Antes del apocalipsis, era simplemente una trabajadora de oficina, incapaz de matar a un zombi por sí misma en sus primeros encuentros con los muertos vivientes.
Ahora, a pesar de las protestas de su cuerpo y el dolor de los músculos recién tensados, lograba ejecutar ataques extenuantes con sorprendente eficiencia.
Mientras que sus reflejos no eran tan agudos como una vez fueron, su dependencia de las experiencias pasadas compensaba esta desventaja.
Aunque no era exactamente como una memoria muscular, era casi lo mismo pero la única desventaja era que su tiempo de reacción no era tan rápido como en su apogeo.
Pero eso era comprensible, ella ya sentía que estaba progresando aquí.
—¿En qué piensas?
—La voz de Duke resonaba en su oído derecho, era cálida y seductora que Kisha sintió su espalda temblar un poco y como su espalda estaba apoyada en el pecho de Duke, él también sintió esa pequeña reacción de ella lo que provocó una suave risa en él.
Quería burlarse aún más de ella.
Al girar lentamente la cabeza, Kisha se dio cuenta de que había una persona en la sala a la que aún no había revisado.
Al encontrarse con la mirada traviesa de Duke, se encontró atrapada en un intercambio silencioso.
Duke, imperturbable, mantuvo su mirada firme, reflejando la suya propia.

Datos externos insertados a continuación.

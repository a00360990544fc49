use crate::api;
use gloo_console::error;
use shared::{HealthStatus, HistoryEntry};
use wasm_bindgen_futures::spawn_local;
use yew::prelude::*;

#[function_component(HistoryView)]
pub fn history_view() -> Html {
    let entries = use_state(|| None::<Vec<HistoryEntry>>);
    let failed = use_state(|| false);

    {
        let entries = entries.clone();
        let failed = failed.clone();
        use_effect_with((), move |_| {
            spawn_local(async move {
                match api::fetch_history().await {
                    Ok(list) => entries.set(Some(list)),
                    Err(e) => {
                        error!(format!("Failed to load history: {e}"));
                        failed.set(true);
                    }
                }
            });
            || ()
        });
    }

    let body = if *failed {
        html! { <p class="no-results-message">{"Could not load the diagnosis history."}</p> }
    } else {
        match &*entries {
            None => html! { <p>{"Loading history..."}</p> },
            Some(list) if list.is_empty() => html! {
                <div class="history-empty">
                    <h3>{"No History Found"}</h3>
                    <p>{"Start diagnosing your plants to build your history log."}</p>
                </div>
            },
            Some(list) => html! {
                <div class="history-grid">
                    { for list.iter().map(render_history_card) }
                </div>
            },
        }
    };

    html! {
        <div class="history-section">
            <h2>{"Diagnosis History"}</h2>
            <p class="subtitle">{"Review your past plant health analyses."}</p>
            { body }
        </div>
    }
}

fn render_history_card(entry: &HistoryEntry) -> Html {
    let badge_class = match entry.status {
        HealthStatus::Healthy => "badge badge-healthy",
        HealthStatus::Diseased => "badge badge-diseased",
    };
    let disease_line = match entry.status {
        HealthStatus::Healthy => "No disease detected".to_string(),
        HealthStatus::Diseased => entry.disease.clone(),
    };

    html! {
        <div class="history-card" key={entry.id.to_string()}>
            <img src={entry.image_url.clone()} alt={entry.plant_name.clone()} />
            <div class="history-card-body">
                <div class="history-card-title">
                    <h3>{ &entry.plant_name }</h3>
                    <span class={badge_class}>{ entry.status.to_string() }</span>
                </div>
                <p class="history-disease">{ disease_line }</p>
                <p class="history-date">{ entry.date.format("%B %-d, %Y").to_string() }</p>
            </div>
        </div>
    }
}
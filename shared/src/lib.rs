pub mod analysis;
pub mod data_uri;
pub mod schema;

pub use analysis::{AnalysisApi, AnalysisError, run_analysis};
pub use data_uri::{DataUri, DataUriError, MAX_UPLOAD_BYTES, check_upload_size};
pub use schema::{
    AnalysisOutcome, DiseaseRequest, DiseaseResponse, ErrorResponse, HealthStatus, HistoryEntry,
    SpeciesRequest, SpeciesResponse, TreatmentRequest, TreatmentResponse,
};
use super::super::{Model, Msg};
use yew::html::Scope;
use yew::prelude::*;

pub fn render_theme_toggle(theme: &str, link: &Scope<Model>) -> Html {
    let (icon, title) = if theme == "light" {
        ("fa-moon", "Switch to Dark Mode")
    } else {
        ("fa-sun", "Switch to Light Mode")
    };

    html! {
        <div class="top-right">
            <button
                id="theme-toggle"
                class="theme-toggle"
                onclick={link.callback(|_| Msg::ToggleTheme)}
                title={title}
            >
                <i class={classes!("fa-solid", icon)}></i>
            </button>
        </div>
    }
}
//! Sample diagnosis history. There is no storage behind this: the history
//! view renders a fixed list.

use chrono::NaiveDate;
use shared::{HealthStatus, HistoryEntry};
use uuid::Uuid;

fn date(year: i32, month: u32, day: u32) -> NaiveDate {
    NaiveDate::from_ymd_opt(year, month, day).unwrap_or_default()
}

pub fn sample_history() -> Vec<HistoryEntry> {
    vec![
        HistoryEntry {
            id: Uuid::from_u128(1),
            plant_name: "Tomato Plant".to_string(),
            disease: "Early Blight".to_string(),
            status: HealthStatus::Diseased,
            date: date(2023, 11, 15),
            image_url: "/static/history/tomato.jpg".to_string(),
        },
        HistoryEntry {
            id: Uuid::from_u128(2),
            plant_name: "Rose Bush".to_string(),
            disease: "Black Spot".to_string(),
            status: HealthStatus::Diseased,
            date: date(2023, 11, 12),
            image_url: "/static/history/rose.jpg".to_string(),
        },
        HistoryEntry {
            id: Uuid::from_u128(3),
            plant_name: "Echeveria".to_string(),
            disease: "None".to_string(),
            status: HealthStatus::Healthy,
            date: date(2023, 11, 10),
            image_url: "/static/history/echeveria.jpg".to_string(),
        },
    ]
}

#[cfg(test)]
mod tests {
    use super::*;

    #[test]
    fn sample_entries_are_newest_first() {
        let entries = sample_history();
        assert_eq!(entries.len(), 3);
        assert!(entries.windows(2).all(|pair| pair[0].date >= pair[1].date));
    }

    #[test]
    fn healthy_entry_carries_no_real_disease() {
        let entries = sample_history();
        let echeveria = entries
            .iter()
            .find(|e| e.plant_name == "Echeveria")
            .unwrap();
        assert_eq!(echeveria.status, HealthStatus::Healthy);
        assert_eq!(echeveria.disease, "None");
    }
}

—Anfitrión, ¿estás absolutamente segura de esto?
—El tono sarcástico de 008 resonaba en la mente de Kisha.
—Creo que sería prudente ahorrarte algo de angustia.
—008 no perdió la oportunidad de recordarle a Kisha la última vez que revisaron la ventana de estado de Duke, un recuerdo que aún le molestaba profundamente.
Duke parecía ser adorado por el mundo y era como una máquina de matar por su cuenta.
Kisha apretó los dientes de frustración al recordar el momento irritante en la oficina de Duke cuando había revisado su ventana de estado.
A pesar de la irritación, se obligó a calmarse.
Descubrir las habilidades de Duke era crucial; en su vida anterior, había mostrado numerosas habilidades, muchas de las cuales permanecían ocultas a su conocimiento.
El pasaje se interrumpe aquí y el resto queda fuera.